Portaceli, Colegio del Inmaculado Corazón de María, ex
Villasís, ex Pajaritos, fue fundado hace cien años, en 1905
y no lo hemos celebrado ni los antiguos alumnos a quienes
allí nos alentaron la vocación literaria. El himno decía:
«Corazón inmaculado, que nunca podré olvidar». Pues te hemos
olvidado, Corazón. Con decir que nadie ha pedido una calle
con el nombre de Colegio Portaceli por la nueva Sevilla que
se levanta en los que fueron sus campos de deportes está
dicho todo, en esta ciudad donde tomas dos días seguidos
café en el Laredo, y como te quinque un concejal, te ponen
una calle.
No fue Villasís-Portaceli el primer colegio de los jesuitas
en Sevilla. Desde 1554 hasta la expulsión de la Compañía por
Carlos III, tuvieron dos siglos abierto el Colegio de San
Hermenegildo, cuartel de Soria tras la Desamortización, de
cuyo derribo sólo queda la iglesia de tal nombre, en el
Duque. Tras algunos intentos de refundación, en 1905 el
Padre Tarín, «bajo tu manto sagrado», promovió el colegio
del Inmaculado Corazón de María, estableciéndolo en la casa
de los Marqueses de Villasís. En Villasís, vamos. Estuvo
abierto hasta 1932, en que la II República, tras disolver a
la Compañía, lo cerró, convirtiéndolo en Instituto Escuela
de la Institución Libre de Enseñanza. Se pudo burlar la
prohibición republicana con el fraude de ley de Pajaritos,
un centro seglar aparentemente distinto a Villasís,
promovido por los padres de alumnos. Pajaritos fue ese
Villasís en el exilio interior cuya crónica sentimental
irrepetible nos dejó Rafael Montesinos en «Los años
irreparables».
Terminada la guerra, en la que murieron tantos y tantos
alumnos y antiguos alumnos, el colegio vuelve a Villasís,
con su esplendor a lo Padre Coloma de congregantes y
proclamación de dignidades. Fue espejo de una cierta
Sevilla. Hasta que, pioneros en todo, hasta en lo malo, la
Compañía es la primera comunidad religiosa docente que pega
el pelotazo con el colegio del centro, Villasís a tomar por
saco: lo venden para que lo derriben y lo trasladan al alfoz.
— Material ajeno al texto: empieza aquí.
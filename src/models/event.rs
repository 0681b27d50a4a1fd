//! Per-cycle transient values: deltas, download jobs and notification events.

use html_escape::encode_safe;
use serde::Serialize;

use super::{ChapterRef, TrackedManga};

/// Chapters newly observed for one manga during a cycle.
#[derive(Debug, Clone, Serialize)]
pub struct UpdateDelta {
    pub manga: TrackedManga,
    pub chapters: Vec<ChapterRef>,
}

impl UpdateDelta {
    pub fn empty(manga: TrackedManga) -> Self {
        Self {
            manga,
            chapters: Vec::new(),
        }
    }

    pub fn is_empty(&self) -> bool {
        self.chapters.is_empty()
    }
}

/// A chapter waiting in the download queue.
#[derive(Debug, Clone)]
pub struct DownloadJob {
    pub manga: TrackedManga,
    pub chapter: ChapterRef,
    /// Attempts made so far
    pub attempt: u32,
}

impl DownloadJob {
    pub fn new(manga: TrackedManga, chapter: ChapterRef) -> Self {
        Self {
            manga,
            chapter,
            attempt: 0,
        }
    }
}

/// Terminal result of a download job.
#[derive(Debug, Clone, PartialEq, Serialize)]
pub enum DownloadOutcome {
    Downloaded,
    Failed(String),
}

/// Completion record emitted by the download coordinator.
#[derive(Debug, Clone, Serialize)]
pub struct DownloadReport {
    pub manga_id: String,
    pub manga_title: String,
    pub chapter_id: String,
    pub chapter_label: String,
    pub attempts: u32,
    pub outcome: DownloadOutcome,
}

impl DownloadReport {
    pub fn from_job(job: &DownloadJob, outcome: DownloadOutcome) -> Self {
        Self {
            manga_id: job.manga.id.clone(),
            manga_title: job.manga.title.clone(),
            chapter_id: job.chapter.id.clone(),
            chapter_label: job.chapter.label(),
            attempts: job.attempt,
            outcome,
        }
    }

    pub fn succeeded(&self) -> bool {
        self.outcome == DownloadOutcome::Downloaded
    }
}

/// Everything worth telling the user about after one cycle.
#[derive(Debug, Clone, Default, Serialize)]
pub struct NotificationEvent {
    pub updates: Vec<UpdateDelta>,
    pub downloads: Vec<DownloadReport>,
}

impl NotificationEvent {
    pub fn new(updates: Vec<UpdateDelta>, downloads: Vec<DownloadReport>) -> Self {
        Self {
            updates: updates.into_iter().filter(|d| !d.is_empty()).collect(),
            downloads,
        }
    }

    pub fn is_empty(&self) -> bool {
        self.updates.is_empty() && self.downloads.is_empty()
    }

    pub fn chapter_count(&self) -> usize {
        self.updates.iter().map(|d| d.chapters.len()).sum()
    }

    /// Render a single aggregated HTML message.
    ///
    /// One block per manga: the bold title followed by a line per chapter.
    /// Blocks are separated by a blank line. Download results follow in
    /// their own block. Text is HTML-escaped.
    pub fn render(&self) -> String {
        self.render_with(
            |title| format!("<b>{}</b>", encode_safe(title)),
            |text| encode_safe(text).into_owned(),
        )
    }

    /// Same layout as [`render`](Self::render) without markup.
    pub fn render_plain(&self) -> String {
        self.render_with(str::to_string, str::to_string)
    }

    fn render_with(
        &self,
        heading: impl Fn(&str) -> String,
        text: impl Fn(&str) -> String,
    ) -> String {
        let mut blocks = Vec::new();

        for delta in &self.updates {
            let mut block = heading(delta.manga.title.as_str());
            for chapter in &delta.chapters {
                block.push('\n');
                block.push_str(&text(chapter.label().as_str()));
            }
            blocks.push(block);
        }

        if !self.downloads.is_empty() {
            let mut block = heading("Downloads");
            for report in &self.downloads {
                let state = match &report.outcome {
                    DownloadOutcome::Downloaded => "done".to_string(),
                    DownloadOutcome::Failed(reason) => format!("failed: {}", reason),
                };
                block.push_str(&format!(
                    "\n{} - {} ({})",
                    text(report.manga_title.as_str()),
                    text(report.chapter_label.as_str()),
                    text(state.as_str())
                ));
            }
            blocks.push(block);
        }

        blocks.join("\n\n")
    }
}
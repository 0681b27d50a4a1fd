//! Notification channels.
//!
//! - [`telegram`] - Telegram Bot API
//! - [`pushover`] - Pushover messages API
//! - [`gotify`] - self-hosted Gotify server
//! - [`dispatch`] - concurrent fan-out to every configured channel

pub mod dispatch;
pub mod gotify;
pub mod pushover;
pub mod telegram;

use std::sync::Arc;

use async_trait::async_trait;
use reqwest::{Client, RequestBuilder};

use crate::error::{AppError, Result};
use crate::models::{NotificationEvent, NotifierConfig};
use crate::utils::http::body_excerpt;

pub use dispatch::{DispatchReport, Dispatcher};
pub use gotify::GotifyNotifier;
pub use pushover::PushoverNotifier;
pub use telegram::TelegramNotifier;

/// Title used by channels that show one.
pub const MESSAGE_TITLE: &str = "New chapters";

/// A rendered notification, produced once per event and shared by all
/// channels.
#[derive(Debug, Clone, PartialEq)]
pub struct Message {
    pub title: String,
    pub html: String,
    pub plain: String,
}

impl Message {
    pub fn from_event(event: &NotificationEvent) -> Self {
        let title = if event.updates.is_empty() {
            "Downloads finished".to_string()
        } else {
            format!("{} ({})", MESSAGE_TITLE, event.chapter_count())
        };
        Self {
            title,
            html: event.render(),
            plain: event.render_plain(),
        }
    }
}

/// A delivery channel.
#[async_trait]
pub trait Notifier: Send + Sync {
    /// Channel name used in logs and dispatch reports.
    fn name(&self) -> &str;

    async fn send(&self, message: &Message) -> Result<()>;
}

/// Build one notifier per configured channel.
pub fn build_notifiers(configs: &[NotifierConfig], client: &Client) -> Vec<Arc<dyn Notifier>> {
    configs
        .iter()
        .map(|config| -> Arc<dyn Notifier> {
            match config {
                NotifierConfig::Telegram { token, chat_id } => {
                    Arc::new(TelegramNotifier::new(client.clone(), token, *chat_id))
                }
                NotifierConfig::Pushover { token, user_key } => {
                    Arc::new(PushoverNotifier::new(client.clone(), token, user_key))
                }
                NotifierConfig::Gotify {
                    base_url,
                    token,
                    priority,
                } => Arc::new(GotifyNotifier::new(
                    client.clone(),
                    base_url,
                    token,
                    *priority,
                )),
            }
        })
        .collect()
}

/// Send a JSON body on a prepared request.
///
/// Any failure becomes `NotifyFailed` for `channel`. Endpoint URLs may
/// embed credentials, so the error names the status and the response
/// excerpt but never the URL.
pub(crate) async fn post_json(
    channel: &str,
    request: RequestBuilder,
    body: &serde_json::Value,
) -> Result<()> {
    let response = request
        .json(body)
        .send()
        .await
        .map_err(|e| AppError::notify(channel, e.without_url()))?;

    let status = response.status();
    if status.is_success() {
        return Ok(());
    }
    let excerpt = body_excerpt(response).await;
    Err(AppError::notify(
        channel,
        format!("rejected with {}: {}", status, excerpt),
    ))
}
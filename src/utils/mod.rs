//! Utility functions and helpers.

pub mod http;
pub mod log;

use std::sync::OnceLock;

use regex::Regex;

/// Make a string safe to use as a single path component.
///
/// Anything outside `[A-Za-z0-9._ -]` becomes `_`, leading dots are
/// replaced, and the result is never empty.
pub fn sanitize_component(raw: &str) -> String {
    static UNSAFE: OnceLock<Regex> = OnceLock::new();
    let unsafe_chars =
        UNSAFE.get_or_init(|| Regex::new(r"[^A-Za-z0-9._ \-]").expect("valid regex literal"));

    let cleaned = unsafe_chars.replace_all(raw.trim(), "_");
    let cleaned = cleaned.trim_start_matches('.');
    if cleaned.is_empty() {
        "_".to_string()
    } else {
        cleaned.to_string()
    }
}

/// Percent-encode everything except `A-Za-z0-9*-._`.
///
/// Reversible, so distinct inputs never collide. The output is safe both
/// as a URL path segment or query value and as a file name.
pub fn encode_component(raw: &str) -> String {
    // form encoding writes spaces as '+' and a literal '+' as %2B
    url::form_urlencoded::byte_serialize(raw.as_bytes())
        .collect::<String>()
        .replace('+', "%20")
}

/// Fill `{name}` placeholders in a URL template with encoded values.
pub fn fill_template(template: &str, vars: &[(&str, &str)]) -> String {
    vars.iter().fold(template.to_string(), |acc, (name, value)| {
        acc.replace(&format!("{{{}}}", name), &encode_component(value))
    })
}
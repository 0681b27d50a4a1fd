//! Periodic update scheduler.
//!
//! ```text
//! Disabled (interval 0) ──trigger──▶ Running ──▶ Disabled
//! Idle ──tick / trigger──▶ Running ──▶ Idle
//! ```
//!
//! A cycle holds the cycle guard from start to finish. A tick or trigger
//! that finds the guard taken is skipped, so two cycles never reconcile the
//! same manga at once.

use std::sync::Arc;

use futures::StreamExt;
use tokio::sync::{Mutex, mpsc};
use tokio::time::{Instant, MissedTickBehavior};
use tokio_util::sync::CancellationToken;

use super::{ChapterFetcher, CycleReport, Reconciler};
use crate::models::{DownloadReport, NotificationEvent, SchedulerConfig};
use crate::notify::{DispatchReport, Dispatcher, Notifier};
use crate::storage::StateStore;

#[derive(Debug, Clone, Copy, PartialEq, Eq)]
pub enum SchedulerState {
    Disabled,
    Idle,
    Running,
}

pub struct Scheduler {
    config: SchedulerConfig,
    store: Arc<dyn StateStore>,
    fetcher: ChapterFetcher,
    reconciler: Reconciler,
    dispatcher: Dispatcher,
    notifiers: Vec<Arc<dyn Notifier>>,
    download_reports: Option<Mutex<mpsc::UnboundedReceiver<DownloadReport>>>,
    cycle_guard: Mutex<()>,
}

impl Scheduler {
    pub fn new(
        config: SchedulerConfig,
        store: Arc<dyn StateStore>,
        fetcher: ChapterFetcher,
        reconciler: Reconciler,
        dispatcher: Dispatcher,
        notifiers: Vec<Arc<dyn Notifier>>,
    ) -> Self {
        Self {
            config,
            store,
            fetcher,
            reconciler,
            dispatcher,
            notifiers,
            download_reports: None,
            cycle_guard: Mutex::new(()),
        }
    }

    /// Fold finished downloads into the next cycle's notification.
    #[must_use]
    pub fn with_download_reports(
        mut self,
        reports: mpsc::UnboundedReceiver<DownloadReport>,
    ) -> Self {
        self.download_reports = Some(Mutex::new(reports));
        self
    }

    pub fn state(&self) -> SchedulerState {
        if self.cycle_guard.try_lock().is_err() {
            SchedulerState::Running
        } else if self.config.interval().is_none() {
            SchedulerState::Disabled
        } else {
            SchedulerState::Idle
        }
    }

    /// Run a cycle now, even when periodic runs are disabled.
    ///
    /// Returns `None` if a cycle is already in progress.
    pub async fn trigger(&self) -> Option<CycleReport> {
        log::info!("Manual update triggered");
        self.run_cycle().await
    }

    /// Tick until `cancel` fires.
    ///
    /// The first cycle runs right away, then once per interval. Ticks
    /// missed while a cycle runs are dropped, not queued.
    pub async fn run(&self, cancel: CancellationToken) {
        let Some(period) = self.config.interval() else {
            log::info!("Scheduler disabled (interval 0), waiting for manual triggers");
            cancel.cancelled().await;
            return;
        };

        log::info!("Scheduler running every {:?}", period);
        let mut ticker = tokio::time::interval(period);
        ticker.set_missed_tick_behavior(MissedTickBehavior::Skip);

        loop {
            tokio::select! {
                _ = cancel.cancelled() => break,
                _ = ticker.tick() => {
                    self.run_cycle().await;
                }
            }
        }
        log::info!("Scheduler stopped");
    }

    async fn run_cycle(&self) -> Option<CycleReport> {
        let Ok(_guard) = self.cycle_guard.try_lock() else {
            log::warn!("Update cycle already in progress, skipping");
            return None;
        };

        let started = Instant::now();
        let report = self.cycle().await;
        log::info!(
            "Update cycle finished in {:?}: {} checked, {} new chapters{}",
            started.elapsed(),
            report.checked,
            report.new_chapters,
            if report.is_partial() { " (partial)" } else { "" }
        );
        Some(report)
    }

    async fn cycle(&self) -> CycleReport {
        let mut report = CycleReport::default();

        let tracked = match self.store.tracked().await {
            Ok(tracked) => tracked,
            Err(e) => {
                log::error!("Could not list tracked manga: {}", e);
                report.state_failures.push("tracked".to_string());
                return report;
            }
        };
        report.checked = tracked.len();
        log::info!("Checking {} tracked manga", tracked.len());

        let mut deltas = Vec::new();
        let mut results = std::pin::pin!(self.fetcher.fetch_all(tracked));
        while let Some((manga, result)) = results.next().await {
            let chapters = match result {
                Ok(chapters) => chapters,
                Err(e) => {
                    log::warn!("Skipping {}: {}", manga.title, e);
                    report.failed_sources.push(manga.key().to_string());
                    continue;
                }
            };

            match self.reconciler.reconcile(&manga, chapters).await {
                Ok(reconciled) => {
                    report.new_chapters += reconciled.delta.chapters.len();
                    report.jobs_queued += reconciled.jobs_queued;
                    if !reconciled.delta.is_empty() {
                        deltas.push(reconciled.delta);
                    }
                }
                Err(e) => {
                    log::error!("{}", e);
                    report.state_failures.push(manga.key().to_string());
                }
            }
        }
        drop(results);

        let downloads = self.drain_download_reports().await;
        report.downloads_reported = downloads.len();

        let event = NotificationEvent::new(deltas, downloads);
        if !event.is_empty() {
            report.dispatch = Some(self.dispatcher.dispatch(&event, &self.notifiers).await);
        }
        report
    }

    /// Notify about downloads finished since the last cycle.
    ///
    /// Used on shutdown so results of drained jobs are not lost.
    pub async fn flush_downloads(&self) -> Option<DispatchReport> {
        let _guard = self.cycle_guard.lock().await;
        let downloads = self.drain_download_reports().await;
        if downloads.is_empty() {
            return None;
        }
        log::info!("Reporting {} finished downloads", downloads.len());
        let event = NotificationEvent::new(Vec::new(), downloads);
        Some(self.dispatcher.dispatch(&event, &self.notifiers).await)
    }

    async fn drain_download_reports(&self) -> Vec<DownloadReport> {
        let Some(receiver) = &self.download_reports else {
            return Vec::new();
        };
        let mut receiver = receiver.lock().await;
        let mut reports = Vec::new();
        while let Ok(report) = receiver.try_recv() {
            reports.push(report);
        }
        reports
    }
}

#[cfg(test)]
mod tests {
    use super::*;
    use std::time::Duration;

    use crate::download::DownloadQueue;
    use crate::models::{DownloadJob, DownloadOutcome, TrackedManga};
    use crate::source::{Source, SourceRegistry};
    use crate::storage::{MangaLocks, MemoryStore};
    use crate::test_support::{FakeNotifier, FakeSource, chapters, demo_key};

    fn config(interval_secs: u64) -> SchedulerConfig {
        SchedulerConfig {
            interval_secs,
            ..SchedulerConfig::default()
        }
    }

    struct Harness {
        store: Arc<MemoryStore>,
        source: Arc<FakeSource>,
        notifier: Arc<FakeNotifier>,
    }

    impl Harness {
        async fn new(source: FakeSource) -> Self {
            let store = Arc::new(MemoryStore::with_tracked(vec![TrackedManga::new(
                "m1", "demo", "Demo",
            )]));
            store
                .put(&demo_key("m1"), &chapters("m1", &["1", "2"]))
                .await
                .unwrap();
            Self {
                store,
                source: Arc::new(source),
                notifier: Arc::new(FakeNotifier::ok("fake")),
            }
        }

        fn scheduler(&self, config: SchedulerConfig, reconciler: Reconciler) -> Scheduler {
            let registry: SourceRegistry = [self.source.clone() as Arc<dyn Source>]
                .into_iter()
                .collect();
            Scheduler::new(
                config,
                self.store.clone(),
                ChapterFetcher::new(registry, 4, Duration::from_secs(5)),
                reconciler,
                Dispatcher::new(Duration::from_secs(1)),
                vec![self.notifier.clone() as Arc<dyn Notifier>],
            )
        }

        fn reconciler(&self) -> Reconciler {
            Reconciler::new(self.store.clone(), MangaLocks::new())
        }
    }

    fn ids(chapters: &[crate::models::ChapterRef]) -> Vec<String> {
        chapters.iter().map(|c| c.id.clone()).collect()
    }

    #[tokio::test]
    async fn test_cycle_reports_new_chapter() {
        let h = Harness::new(FakeSource::new("demo").with_chapters("m1", &["1", "2", "3"])).await;
        let scheduler = h.scheduler(config(0), h.reconciler());

        let report = scheduler.trigger().await.unwrap();

        assert_eq!(report.checked, 1);
        assert_eq!(report.new_chapters, 1);
        assert!(!report.is_partial());
        assert_eq!(ids(&h.store.get(&demo_key("m1")).await.unwrap()), vec!["1", "2", "3"]);

        let sent = h.notifier.sent();
        assert_eq!(sent.len(), 1);
        assert_eq!(sent[0].html, "<b>Demo</b>\nChapter 3");
    }

    #[tokio::test]
    async fn test_failed_fetch_leaves_state_unchanged() {
        let h = Harness::new(FakeSource::new("demo").failing("m1")).await;
        let scheduler = h.scheduler(config(0), h.reconciler());

        let report = scheduler.trigger().await.unwrap();

        assert_eq!(report.failed_sources, vec!["demo:m1".to_string()]);
        assert!(report.is_partial());
        assert!(report.dispatch.is_none());
        assert_eq!(ids(&h.store.get(&demo_key("m1")).await.unwrap()), vec!["1", "2"]);
        assert!(h.notifier.sent().is_empty());
    }

    #[tokio::test]
    async fn test_auto_download_queues_one_job() {
        let h = Harness::new(FakeSource::new("demo").with_chapters("m1", &["1", "2", "3"])).await;
        let (tx, mut rx) = mpsc::channel::<DownloadJob>(8);
        let reconciler = h
            .reconciler()
            .with_auto_download(DownloadQueue::from_sender(tx));
        let scheduler = h.scheduler(config(0), reconciler);

        let report = scheduler.trigger().await.unwrap();

        assert_eq!(report.jobs_queued, 1);
        assert_eq!(rx.try_recv().unwrap().chapter.id, "3");
        assert!(rx.try_recv().is_err());
    }

    #[tokio::test]
    async fn test_overlapping_trigger_is_skipped() {
        let h = Harness::new(
            FakeSource::new("demo")
                .with_chapters("m1", &["1", "2", "3"])
                .with_delay(Duration::from_millis(100)),
        )
        .await;
        let scheduler = h.scheduler(config(0), h.reconciler());

        let (first, second) = tokio::join!(scheduler.trigger(), scheduler.trigger());

        assert!(first.is_some() != second.is_some());
        assert_eq!(h.source.calls(), 1);
        assert_eq!(h.source.max_in_flight(), 1);
        assert_eq!(scheduler.state(), SchedulerState::Disabled);
    }

    #[tokio::test(start_paused = true)]
    async fn test_disabled_interval_never_ticks() {
        let h = Harness::new(FakeSource::new("demo").with_chapters("m1", &["1", "2", "3"])).await;
        let scheduler = Arc::new(h.scheduler(config(0), h.reconciler()));
        let cancel = CancellationToken::new();

        let task = tokio::spawn({
            let scheduler = Arc::clone(&scheduler);
            let cancel = cancel.clone();
            async move { scheduler.run(cancel).await }
        });
        tokio::time::sleep(Duration::from_secs(3 * 24 * 3600)).await;
        cancel.cancel();
        task.await.unwrap();

        assert_eq!(h.source.calls(), 0);
    }

    #[tokio::test]
    async fn test_closed_download_queue_counts_no_jobs() {
        let h = Harness::new(FakeSource::new("demo").with_chapters("m1", &["1", "2", "3"])).await;
        let (tx, rx) = mpsc::channel::<DownloadJob>(8);
        drop(rx);
        let reconciler = h
            .reconciler()
            .with_auto_download(DownloadQueue::from_sender(tx));
        let scheduler = h.scheduler(config(0), reconciler);

        let report = scheduler.trigger().await.unwrap();

        assert_eq!(report.new_chapters, 1);
        assert_eq!(report.jobs_queued, 0);
    }

    #[tokio::test(start_paused = true)]
    async fn test_first_tick_runs_at_start() {
        let h = Harness::new(FakeSource::new("demo").with_chapters("m1", &["1", "2"])).await;
        let scheduler = Arc::new(h.scheduler(config(3600), h.reconciler()));
        let cancel = CancellationToken::new();

        let task = tokio::spawn({
            let scheduler = Arc::clone(&scheduler);
            let cancel = cancel.clone();
            async move { scheduler.run(cancel).await }
        });

        tokio::time::sleep(Duration::from_secs(1)).await;
        assert_eq!(h.source.calls(), 1);
        tokio::time::sleep(Duration::from_secs(3598)).await;
        assert_eq!(h.source.calls(), 1);
        tokio::time::sleep(Duration::from_secs(2)).await;
        assert_eq!(h.source.calls(), 2);

        cancel.cancel();
        task.await.unwrap();
    }

    #[tokio::test]
    async fn test_download_reports_join_next_notification() {
        let h = Harness::new(FakeSource::new("demo").with_chapters("m1", &["1", "2"])).await;
        let (tx, rx) = mpsc::unbounded_channel();
        let scheduler = h
            .scheduler(config(0), h.reconciler())
            .with_download_reports(rx);

        let job = DownloadJob::new(
            TrackedManga::new("m1", "demo", "Demo"),
            crate::models::ChapterRef::new("m1", "2"),
        );
        tx.send(DownloadReport::from_job(&job, DownloadOutcome::Downloaded))
            .unwrap();

        let report = scheduler.trigger().await.unwrap();

        assert_eq!(report.new_chapters, 0);
        assert_eq!(report.downloads_reported, 1);
        let sent = h.notifier.sent();
        assert_eq!(sent.len(), 1);
        assert!(sent[0].plain.starts_with("Downloads\nDemo - Chapter 2 (done)"));
    }
}
//! Update cycle.
//!
//! - [`fetch`]: concurrent, time-bounded chapter fetches
//! - [`reconcile`]: diff against stored state and persist
//! - [`scheduler`]: periodic driver that ties a cycle together

pub mod fetch;
pub mod reconcile;
pub mod scheduler;

pub use fetch::ChapterFetcher;
pub use reconcile::{Reconciled, Reconciler};
pub use scheduler::{Scheduler, SchedulerState};

use crate::notify::DispatchReport;

/// Outcome of one update cycle.
#[derive(Debug, Default)]
pub struct CycleReport {
    /// Tracked manga considered
    pub checked: usize,
    pub new_chapters: usize,
    pub jobs_queued: usize,
    /// Manga whose source fetch failed or timed out
    pub failed_sources: Vec<String>,
    /// Manga whose reconciled state could not be written
    pub state_failures: Vec<String>,
    /// Download results folded into this cycle's notification
    pub downloads_reported: usize,
    /// `None` when there was nothing to send
    pub dispatch: Option<DispatchReport>,
}

impl CycleReport {
    /// True when any manga or channel was skipped.
    pub fn is_partial(&self) -> bool {
        !self.failed_sources.is_empty()
            || !self.state_failures.is_empty()
            || self
                .dispatch
                .as_ref()
                .is_some_and(|d| !d.all_succeeded())
    }
}
//! Per-manga write serialization.

use std::collections::HashMap;
use std::sync::{Arc, Mutex};

use tokio::sync::{Mutex as AsyncMutex, OwnedMutexGuard};

use crate::models::MangaKey;

/// Registry of async locks keyed by manga.
///
/// Every read-modify-write of a manga's chapter set holds that manga's lock,
/// so the reconciler and download workers never interleave on one manga.
#[derive(Debug, Clone, Default)]
pub struct MangaLocks {
    inner: Arc<Mutex<HashMap<MangaKey, Arc<AsyncMutex<()>>>>>,
}

impl MangaLocks {
    pub fn new() -> Self {
        Self::default()
    }

    /// Acquire the lock for a manga, waiting if another task holds it.
    pub async fn lock(&self, key: &MangaKey) -> OwnedMutexGuard<()> {
        let entry = {
            let mut map = self
                .inner
                .lock()
                .unwrap_or_else(|poisoned| poisoned.into_inner());
            Arc::clone(map.entry(key.clone()).or_default())
        };
        entry.lock_owned().await
    }
}
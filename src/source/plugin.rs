//! Source discovery from the plugin directory.
//!
//! Each `*.toml` file in the directory is a [`SourceManifest`]. A manifest
//! that fails to load is logged and skipped; other sources still load.

use std::path::Path;
use std::sync::Arc;

use reqwest::Client;

use crate::error::{AppError, Result};
use crate::source::{HttpSource, SourceManifest, SourceRegistry};

/// Load one manifest file.
pub fn load_manifest(path: &Path) -> Result<SourceManifest> {
    let content = std::fs::read_to_string(path)?;
    let manifest: SourceManifest = toml::from_str(&content)?;
    manifest.validate()?;
    Ok(manifest)
}

/// Build a registry from every manifest under `plugin_dir`.
///
/// A missing directory yields an empty registry. An unreadable directory is
/// a configuration error.
pub fn discover(plugin_dir: &Path, client: &Client) -> Result<SourceRegistry> {
    let mut registry = SourceRegistry::new();

    if !plugin_dir.exists() {
        log::warn!(
            "Plugin directory {} does not exist, no sources loaded",
            plugin_dir.display()
        );
        return Ok(registry);
    }

    let entries = std::fs::read_dir(plugin_dir).map_err(|e| {
        AppError::config(format!(
            "cannot read plugin directory {}: {}",
            plugin_dir.display(),
            e
        ))
    })?;

    let mut paths: Vec<_> = entries
        .filter_map(|entry| entry.ok().map(|e| e.path()))
        .filter(|path| path.extension().is_some_and(|ext| ext == "toml"))
        .collect();
    paths.sort();

    for path in paths {
        match load_manifest(&path) {
            Ok(manifest) => {
                log::info!("Loaded source {} from {}", manifest.id, path.display());
                registry.insert(Arc::new(HttpSource::new(manifest, client.clone())));
            }
            Err(e) => {
                log::warn!("Skipping source manifest {}: {}", path.display(), e);
            }
        }
    }

    log::info!("{} sources available: {:?}", registry.len(), registry.ids());
    Ok(registry)
}

#[cfg(test)]
mod tests {
    use super::*;
    use tempfile::TempDir;

    const VALID: &str = r#"
id = "demo"
chapters_url = "https://api.example.com/manga/{manga}/chapters"
pages_url = "https://api.example.com/manga/{manga}/chapters/{chapter}/pages"
"#;

    #[test]
    fn test_discover_skips_bad_manifests() {
        let tmp = TempDir::new().unwrap();
        std::fs::write(tmp.path().join("demo.toml"), VALID).unwrap();
        std::fs::write(tmp.path().join("broken.toml"), "id = ").unwrap();
        std::fs::write(tmp.path().join("readme.txt"), "not a manifest").unwrap();

        let registry = discover(tmp.path(), &Client::new()).unwrap();
        assert_eq!(registry.ids(), vec!["demo"]);
    }

    #[test]
    fn test_discover_missing_dir() {
        let tmp = TempDir::new().unwrap();
        let registry = discover(&tmp.path().join("absent"), &Client::new()).unwrap();
        assert!(registry.is_empty());
    }
}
La Marquesa de Tarifa había donado a los jesuitas la Huerta
del Rey (no Buhaira), donde Aníbal González iba a
construirle la basílica de la Milagrosa. Allí, en Portaceli,
se levantó el nuevo colegio, modernísimo, con los cuatro
pabellones iniciales de lo que iba a ser un Escorial
hispalense que nunca se remató. Al revés. Como una casa
grande venida a menos, la Compañía cada vez fue vendiendo
terrenos y más terrenos de Portaceli. En nuestros recuerdos
de partidos de fútbol de internos contra externos se levanta
hoy un Viapol cualquiera. A los antiguos alumnos nos
recalificaron el recuerdo de los recreos de pan con
chocolate. Antes, Villasís había sido derribado. Y así,
claro, cundió el mal ejemplo para la destrucción de Sevilla.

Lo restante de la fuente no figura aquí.